**Your task**:
Write out all entries word for word.

:: Record excerpts

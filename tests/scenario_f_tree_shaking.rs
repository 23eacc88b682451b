use miniray::options::MinifyOptions;

const SOURCE: &str = "const unused_const = 1.0;\nfn unused_fn() -> f32 { return unused_const; }\n@compute @workgroup_size(1) fn main() {}";

#[test]
fn tree_shaking_on_drops_unreachable_decls() {
    let mut options = MinifyOptions::default();
    options.minify_identifiers = false;
    let result = miniray::minify(SOURCE, &options);
    assert!(result.errors.is_empty(), "{:?}", result.errors);
    assert!(!result.code.contains("unused_const"));
    assert!(!result.code.contains("unused_fn"));
    assert!(result.code.contains("fn main("));
}

#[test]
fn tree_shaking_off_keeps_everything() {
    let mut options = MinifyOptions::default();
    options.minify_identifiers = false;
    options.tree_shaking = false;
    let result = miniray::minify(SOURCE, &options);
    assert!(result.errors.is_empty(), "{:?}", result.errors);
    assert!(result.code.contains("unused_const"));
    assert!(result.code.contains("unused_fn"));
}
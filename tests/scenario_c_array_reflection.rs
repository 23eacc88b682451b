use pretty_assertions::assert_eq;

const SOURCE: &str = "struct P { pos: vec3f, vel: f32 }\n@group(0) @binding(0) var<storage, read_write> data: array<P, 10000>;\n@compute @workgroup_size(64) fn main() {}";

#[test]
fn storage_array_binding_reports_depth_stride_and_element_layout() {
    let reflected = miniray::reflect(SOURCE);
    assert_eq!(reflected.bindings.len(), 1);
    let array = reflected.bindings[0].array.as_ref().expect("storage array binding has an array descriptor");

    assert_eq!(array.depth, 1);
    assert_eq!(array.element_count, Some(10_000));
    assert_eq!(array.element_stride, 16);
    assert_eq!(array.total_size, Some(160_000));
    assert_eq!(array.element_type_original, "P");

    let layout = array.element_layout.as_ref().expect("element is a struct");
    assert_eq!(layout.size, 16);
    assert_eq!(layout.alignment, 16);
    assert_eq!(layout.fields[0].name, "pos");
    assert_eq!(layout.fields[0].offset, 0);
    assert_eq!(layout.fields[0].size, 12);
    assert_eq!(layout.fields[1].name, "vel");
    assert_eq!(layout.fields[1].offset, 12);
    assert_eq!(layout.fields[1].size, 4);
}
use miniray::error::{DiagnosticRule, Severity};
use miniray::options::ValidateOptions;

#[test]
fn derivative_in_non_uniform_branch_is_reported() {
    let source = "@fragment fn main(@builtin(position) p: vec4f) -> @location(0) vec4f {\n  if (p.x > 0.0) { let d = dpdx(1.0); return vec4f(d); }\n  return vec4f(0.0);\n}";
    let result = miniray::validate(source, &ValidateOptions::default());

    assert!(!result.valid);
    let diagnostic = result
        .diagnostics
        .iter()
        .find(|d| d.rule == Some(DiagnosticRule::DerivativeUniformity))
        .unwrap_or_else(|| panic!("expected a derivative_uniformity diagnostic among {:?}", result.diagnostics));
    assert_eq!(diagnostic.severity, Severity::Error);
    assert!(diagnostic.message.contains("dpdx"), "message: {}", diagnostic.message);
    assert!(diagnostic.message.contains("position"), "message should name the non-uniform source: {}", diagnostic.message);
}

::::

**Exercise response**:
filename tests/scenario_f_tree_shaking.rs
repository 23eacc88b682451b
use miniray::options::MinifyOptions;

const SOURCE: &str = "const unused_const = 1.0;\nfn unused_fn() -> f32 { return unused_const; }\n@compute @workgroup_size(1) fn main() {}";

#[test]
fn tree_shaking_on_drops_unreachable_decls() {
    let mut options = MinifyOptions::default();
    options.minify_identifiers = false;
    let result = miniray::minify(SOURCE, &options);
    assert!(result.errors.is_empty(), "{:?}", result.errors);
    assert!(!result.code.contains("unused_const"));
    assert!(!result.code.contains("unused_fn"));
    assert!(result.code.contains("fn main("));
}

#[test]
fn tree_shaking_off_keeps_everything() {
    let mut options = MinifyOptions::default();
    options.minify_identifiers = false;
    options.tree_shaking = false;
    let result = miniray::minify(SOURCE, &options);
    assert!(result.errors.is_empty(), "{:?}", result.errors);
    assert!(result.code.contains("unused_const"));
    assert!(result.code.contains("unused_fn"));
}
filename tests/scenario_c_array_reflection.rs
repository 23eacc88b682451b
use pretty_assertions::assert_eq;

const SOURCE: &str = "struct P { pos: vec3f, vel: f32 }\n@group(0) @binding(0) var<storage, read_write> data: array<P, 10000>;\n@compute @workgroup_size(64) fn main() {}";

#[test]
fn storage_array_binding_reports_depth_stride_and_element_layout() {
    let reflected = miniray::reflect(SOURCE);
    assert_eq!(reflected.bindings.len(), 1);
    let array = reflected.bindings[0].array.as_ref().expect("storage array binding has an array descriptor");

    assert_eq!(array.depth, 1);
    assert_eq!(array.element_count, Some(10_000));
    assert_eq!(array.element_stride, 16);
    assert_eq!(array.total_size, Some(160_000));
    assert_eq!(array.element_type_original, "P");

    let layout = array.element_layout.as_ref().expect("element is a struct");
    assert_eq!(layout.size, 16);
    assert_eq!(layout.alignment, 16);
    assert_eq!(layout.fields[0].name, "pos");
    assert_eq!(layout.fields[0].offset, 0);
    assert_eq!(layout.fields[0].size, 12);
    assert_eq!(layout.fields[1].name, "vel");
    assert_eq!(layout.fields[1].offset, 12);
    assert_eq!(layout.fields[1].size, 4);
}
use miniray::error::{DiagnosticRule, Severity};
use miniray::options::ValidateOptions;

#[test]
fn derivative_in_non_uniform_branch_is_reported() {
    let source = "@fragment fn main(@builtin(position) p: vec4f) -> @location(0) vec4f {\n  if (p.x > 0.0) { let d = dpdx(1.0); return vec4f(d); }\n  return vec4f(0.0);\n}";
    let result = miniray::validate(source, &ValidateOptions::default());

    assert!(!result.valid);
    let diagnostic = result
        .diagnostics
        .iter()
        .find(|d| d.rule == Some(DiagnosticRule::DerivativeUniformity))
        .unwrap_or_else(|| panic!("expected a derivative_uniformity diagnostic among {:?}", result.diagnostics));
    assert_eq!(diagnostic.severity, Severity::Error);
    assert!(diagnostic.message.contains("dpdx"), "message: {}", diagnostic.message);
    assert!(diagnostic.message.contains("position"), "message should name the non-uniform source: {}", diagnostic.message);
}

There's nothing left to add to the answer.